▶ **TASK INSTRUCTIONS**: Begin at the top of the following data. Copy each line exactly until you have copied the line containing "pub use app::AppSettings;".

[Stored items]

○ ○ ○ ○ ○ ○ ○

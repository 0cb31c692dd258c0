//! pwclockctl settings handling
//!
//! Settings live in `app.json` under the platform configuration
//! directory.  A missing or unreadable file silently yields the
//! defaults.  The defaults are written out only when no file exists
//! yet, so users have something to edit and their own file is never
//! touched.
//!
//! ```rust,ignore
//! let s = Settings::init(scaffold().unwrap().config_dir())?;
//! println!("{}", s.r().app().metadata_tool);
//! ```

mod app;
pub use app::AppSettings;

use crate::error::SettingsError;
use directories::ProjectDirs;
use serde::de::DeserializeOwned;
use std::{
    fs::{self, File, OpenOptions},
    io::{Read, Write},
    path::{Path, PathBuf},
    sync::{Arc, RwLock, RwLockReadGuard},
};

/// Create the required directories
pub fn scaffold() -> Option<ProjectDirs> {
    let dir = ProjectDirs::from("org", "pipewire", "pwclockctl")?;
    let _ = fs::create_dir_all(dir.config_dir()); // Eat errors for breakfast
    Some(dir)
}

/// Main settings tree
#[derive(Default, Debug)]
pub struct Settings {
    base: PathBuf,
    app: RwLock<AppSettings>,
}

impl Settings {
    /// Create a new settings tree from a config path
    pub fn init<'p>(path: impl Into<&'p Path>) -> Result<Arc<Settings>, SettingsError> {
        let base = path.into().to_path_buf();
        let file = base.join("app.json");
        let missing = !file.exists();

        let this = Arc::new(Self {
            app: RwLock::new(load_path(file)),
            base,
        });
        if missing {
            this.sync()?;
        }
        Ok(this)
    }

    /// Sync any changes back to disk
    pub fn sync(self: &Arc<Self>) -> Result<(), SettingsError> {
        let json = serde_json::to_string_pretty(&*self.r().app())?;
        OpenOptions::new()
            .write(true)
            .create(true)
            .truncate(true)
            .open(self.base.join("app.json"))
            .and_then(|mut f| f.write_all(json.as_bytes()))
            .map_err(Into::into)
    }

    /// Get read access to any stored setting
    pub fn r<'this>(self: &'this Arc<Self>) -> ReadSettings<'this> {
        ReadSettings { inner: self }
    }
}

fn load_path<T: Default + DeserializeOwned>(path: PathBuf) -> T {
    File::open(path)
        .and_then(|mut f| {
            let mut c = String::new();
            f.read_to_string(&mut c).map(|_| c)
        })
        .and_then(|s| serde_json::from_str(&s).map_err(Into::into))
        .unwrap_or_else(|_| T::default())
}

pub struct ReadSettings<'settings> {
    inner: &'settings Arc<Settings>,
}

impl<'s> ReadSettings<'s> {
    /// Get read access to the `app` settings
    pub fn app(self) -> RwLockReadGuard<'s, AppSettings> {
        match self.inner.app.read() {
            Ok(guard) => guard,
            Err(poisoned) => poisoned.into_inner(),
        }
    }
}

○ ○ ○ ○ ○ ○ ○

▶ **ANSWER BOX**:
repository 0cb31c692dd258c0
//! pwclockctl settings handling
//!
//! Settings live in `app.json` under the platform configuration
//! directory.  A missing or unreadable file silently yields the
//! defaults.  The defaults are written out only when no file exists
//! yet, so users have something to edit and their own file is never
//! touched.
//!
//! ```rust,ignore
//! let s = Settings::init(scaffold().unwrap().config_dir())?;
//! println!("{}", s.r().app().metadata_tool);
//! ```

mod app;
pub use app::AppSettings;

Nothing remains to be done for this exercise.